▶ **Task instructions**
The entries are given below. Output each one unchanged.

▶ **Records for this exercise**
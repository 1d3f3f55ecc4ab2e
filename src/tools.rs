//! String-in, string-out operations for tool integrations
//!
//! [`NewsTools`] wraps a provider and a configuration and exposes the three
//! operations an assistant or RPC layer needs, each returning JSON text.

use crate::config::Config;
use crate::crawler::{ExtractionCoordinator, ListCrawler};
use crate::output::{render_list, ListEnvelope};
use crate::provider::{build_provider, DocumentProvider};
use crate::{NewsError, Result};
use std::sync::Arc;

pub struct NewsTools {
    provider: Arc<dyn DocumentProvider>,
    config: Config,
}

impl NewsTools {
    pub fn new(provider: Arc<dyn DocumentProvider>, config: Config) -> Self {
        Self { provider, config }
    }

    /// Builds the provider named in `config`
    pub fn from_config(config: Config) -> Result<Self> {
        let provider = build_provider(&config.provider)?;
        Ok(Self::new(provider, config))
    }

    pub fn config(&self) -> &Config {
        &self.config
    }

    fn envelope(&self) -> ListEnvelope {
        ListEnvelope::from_legacy_flag(self.config.listing.legacy_envelope)
    }

    /// Recent entries from the configured listing page as a JSON document
    ///
    /// `hours_window` defaults to the configured window.
    pub async fn list_recent_entries(&self, hours_window: Option<u32>) -> Result<String> {
        let hours = hours_window.unwrap_or(self.config.listing.hours_window);
        let crawler = ListCrawler::new(Arc::clone(&self.provider), &self.config);
        let entries = crawler.crawl(&self.config.listing.url, hours).await?;

        let envelope = self.envelope();
        if envelope == ListEnvelope::Legacy {
            tracing::warn!("Rendering the legacy brace-wrapped list; it is not valid JSON");
        }
        Ok(render_list(&entries, envelope)?)
    }

    /// One article as a JSON object
    pub async fn extract_content(&self, url: &str) -> Result<String> {
        let coordinator = ExtractionCoordinator::new(Arc::clone(&self.provider), &self.config)?;
        let record = coordinator.extract_one(url).await?;
        Ok(record.to_json()?)
    }

    /// Several articles, one JSON object each, in completion order
    pub async fn extract_content_batch(&self, urls: &[String]) -> Result<Vec<String>> {
        let coordinator = ExtractionCoordinator::new(Arc::clone(&self.provider), &self.config)?;
        let records = coordinator
            .extract_many(urls, self.config.extraction.max_workers)
            .await?;

        records
            .iter()
            .map(|record| record.to_json().map_err(NewsError::from))
            .collect()
    }
}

▶ **Task result**
repository 1d3f3f55ecc4ab2e
filename src/tools.rs
//! String-in, string-out operations for tool integrations
//!
//! [`NewsTools`] wraps a provider and a configuration and exposes the three
//! operations an assistant or RPC layer needs, each returning JSON text.

use crate::config::Config;
use crate::crawler::{ExtractionCoordinator, ListCrawler};
use crate::output::{render_list, ListEnvelope};
use crate::provider::{build_provider, DocumentProvider};
use crate::{NewsError, Result};
use std::sync::Arc;

pub struct NewsTools {
    provider: Arc<dyn DocumentProvider>,
    config: Config,
}

impl NewsTools {
    pub fn new(provider: Arc<dyn DocumentProvider>, config: Config) -> Self {
        Self { provider, config }
    }

    /// Builds the provider named in `config`
    pub fn from_config(config: Config) -> Result<Self> {
        let provider = build_provider(&config.provider)?;
        Ok(Self::new(provider, config))
    }

    pub fn config(&self) -> &Config {
        &self.config
    }

    fn envelope(&self) -> ListEnvelope {
        ListEnvelope::from_legacy_flag(self.config.listing.legacy_envelope)
    }

    /// Recent entries from the configured listing page as a JSON document
    ///
    /// `hours_window` defaults to the configured window.
    pub async fn list_recent_entries(&self, hours_window: Option<u32>) -> Result<String> {
        let hours = hours_window.unwrap_or(self.config.listing.hours_window);
        let crawler = ListCrawler::new(Arc::clone(&self.provider), &self.config);
        let entries = crawler.crawl(&self.config.listing.url, hours).await?;

        let envelope = self.envelope();
        if envelope == ListEnvelope::Legacy {
            tracing::warn!("Rendering the legacy brace-wrapped list; it is not valid JSON");
        }
        Ok(render_list(&entries, envelope)?)
    }

    /// One article as a JSON object
    pub async fn extract_content(&self, url: &str) -> Result<String> {
        let coordinator = ExtractionCoordinator::new(Arc::clone(&self.provider), &self.config)?;
        let record = coordinator.extract_one(url).await?;
        Ok(record.to_json()?)
    }

    /// Several articles, one JSON object each, in completion order
    pub async fn extract_content_batch(&self, urls: &[String]) -> Result<Vec<String>> {
        let coordinator = ExtractionCoordinator::new(Arc::clone(&self.provider), &self.config)?;
        let records = coordinator
            .extract_many(urls, self.config.extraction.max_workers)
            .await?;

        records
            .iter()
            .map(|record| record.to_json().map_err(NewsError::from))
            .collect()
    }
}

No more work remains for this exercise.